Exploring the Chain Release Mechanism from an Atypical Apicomplexan Polyketide Synthase

Polyketide synthases (PKSs) are megaenzymes that form chemically diverse polyketides and are found within the genomes of nearly all classes of life. We recently discovered the type I PKS from the apicomplexan parasite Toxoplasma gondii, Tg PKS2, which contains a unique putative chain release mechanism that includes ketosynthase (KS) and thioester reductase (TR) domains. Our bioinformatic analysis of the thioester reductase of Tg PKS2, Tg TR, suggests differences in putative apicomplexan reductase domains compared to other systems and hints at a possibly conserved release mechanism within the apicomplexan subclass Coccidia. To evaluate this release module, we first isolated Tg TR and observed that it is capable of 4 electron (4e ^- ) reduction of octanoyl-CoA to the primary alcohol, octanol, utilizing NADH as a cofactor. Tg TR was also capable of generating octanol in the presence of octanal and NADH, but no reactions were observed when NADPH was supplied as a cofactor.
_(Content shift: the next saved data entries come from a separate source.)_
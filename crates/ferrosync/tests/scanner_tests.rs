use std::fs;
use std::io::Write;

use ferrosync::{Error, Scanner};
use flate2::{Compression, write::GzEncoder};

const SIMPLE: &str = "SyncTeX Version:1\nInput:1:./main.tex\nOutput:pdf\nMagnification:1000\nUnit:1\nX Offset:0\nY Offset:0\nContent:\n{1\n(1,5:10,20:100,10,2\n)\n}1\nPostamble:\nCount:1\nPost scriptum:\n";

fn gzipped(content: &str) -> Vec<u8> {
    let mut encoder = GzEncoder::new(Vec::new(), Compression::default());
    encoder.write_all(content.as_bytes()).unwrap();
    encoder.finish().unwrap()
}

#[test]
fn missing_candidates_report_not_found() {
    let dir = tempfile::tempdir().unwrap();
    match Scanner::new_with_output_file(dir.path().join("main.pdf"), None, true) {
        Err(Error::NotFound { output }) => assert!(output.contains("main.pdf")),
        Err(other) => panic!("expected NotFound, got {other:?}"),
        Ok(_) => panic!("expected NotFound, got a scanner"),
    }
}

#[test]
fn plain_candidate_next_to_the_output() {
    let dir = tempfile::tempdir().unwrap();
    fs::write(dir.path().join("main.synctex"), SIMPLE).unwrap();
    let scanner = Scanner::new_with_output_file(dir.path().join("main.pdf"), None, true).unwrap();
    assert_eq!(scanner.sheet_pages(), vec![1]);
    assert!(scanner.synctex_path().ends_with("main.synctex"));
}

#[test]
fn gz_candidate_is_decompressed() {
    let dir = tempfile::tempdir().unwrap();
    fs::write(dir.path().join("main.synctex.gz"), gzipped(SIMPLE)).unwrap();
    let scanner = Scanner::new_with_output_file(dir.path().join("main.pdf"), None, true).unwrap();
    assert_eq!(scanner.sheet_pages(), vec![1]);
}

#[test]
fn gz_candidate_is_skipped_when_not_accepted() {
    let dir = tempfile::tempdir().unwrap();
    fs::write(dir.path().join("main.synctex.gz"), gzipped(SIMPLE)).unwrap();
    match Scanner::new_with_output_file(dir.path().join("main.pdf"), None, false) {
        Err(Error::NotFound { .. }) => {}
        Err(other) => panic!("expected NotFound, got {other:?}"),
        Ok(_) => panic!("expected NotFound, got a scanner"),
    }
}

#[test]
fn directory_hint_candidate_is_found() {
    let dir = tempfile::tempdir().unwrap();
    let build = dir.path().join("build");
    fs::create_dir(&build).unwrap();
    fs::write(build.join("main.synctex"), SIMPLE).unwrap();
    let scanner =
        Scanner::new_with_output_file(dir.path().join("main.pdf"), Some(&build), true).unwrap();
    assert!(scanner.synctex_path().starts_with(&build));
}

#[test]
fn most_recently_modified_candidate_wins() {
    let dir = tempfile::tempdir().unwrap();
    let older = dir.path().join("main.synctex");
    let newer = dir.path().join("main.synctex.gz");
    // The stale flavor carries a second page so the pick is observable.
    let stale = SIMPLE.replace("Postamble:", "{9\n(1,5:0,0:1,1,0\n)\n}9\nPostamble:");
    fs::write(&older, stale).unwrap();
    fs::write(&newer, gzipped(SIMPLE)).unwrap();
    let earlier = std::time::SystemTime::now() - std::time::Duration::from_secs(60);
    let file = fs::File::options().write(true).open(&older).unwrap();
    file.set_modified(earlier).unwrap();
    let scanner = Scanner::new_with_output_file(dir.path().join("main.pdf"), None, true).unwrap();
    assert!(scanner.synctex_path().ends_with("main.synctex.gz"));
    assert_eq!(scanner.sheet_pages(), vec![1]);
}

#[test]
fn stale_detection_after_rewrite() {
    let dir = tempfile::tempdir().unwrap();
    let path = dir.path().join("main.synctex");
    fs::write(&path, SIMPLE).unwrap();
    let scanner = Scanner::new_with_output_file(dir.path().join("main.pdf"), None, true).unwrap();
    assert!(!scanner.is_stale());
    let later = std::time::SystemTime::now() + std::time::Duration::from_secs(60);
    let file = fs::File::options().write(true).open(&path).unwrap();
    file.set_modified(later).unwrap();
    assert!(scanner.is_stale());
}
To biochemically characterize the protein, we measured the catalytic efficiency of Tg TR using a fluorescence assay and determined the Tg TR binding affinity for cofactor and substrates using isothermal titration calorimetry (ITC). We additionally show that Tg TR is capable of reducing an acyl carrier protein (ACP)-tethered substrate by liquid chromatography mass spectrometry and determine that Tg TR binds to holo- Tg ACP4, its predicted cognate ACP, with a K _D of 5.75 ± 0.77 µM. Finally, our transcriptional analysis shows that Tg PKS2 is upregulated ∼4-fold in the parasite’s cyst-forming bradyzoite stage compared to tachyzoites. Our study identifies features that distinguish Tg PKS2 from well-characterized systems in bacteria and fungi, and suggests it aids the T. gondii cyst stage. Together, this work increases our knowledge of PKS thioester reductase domains and advances our understanding of unconventional polyketide chain termination mechanisms.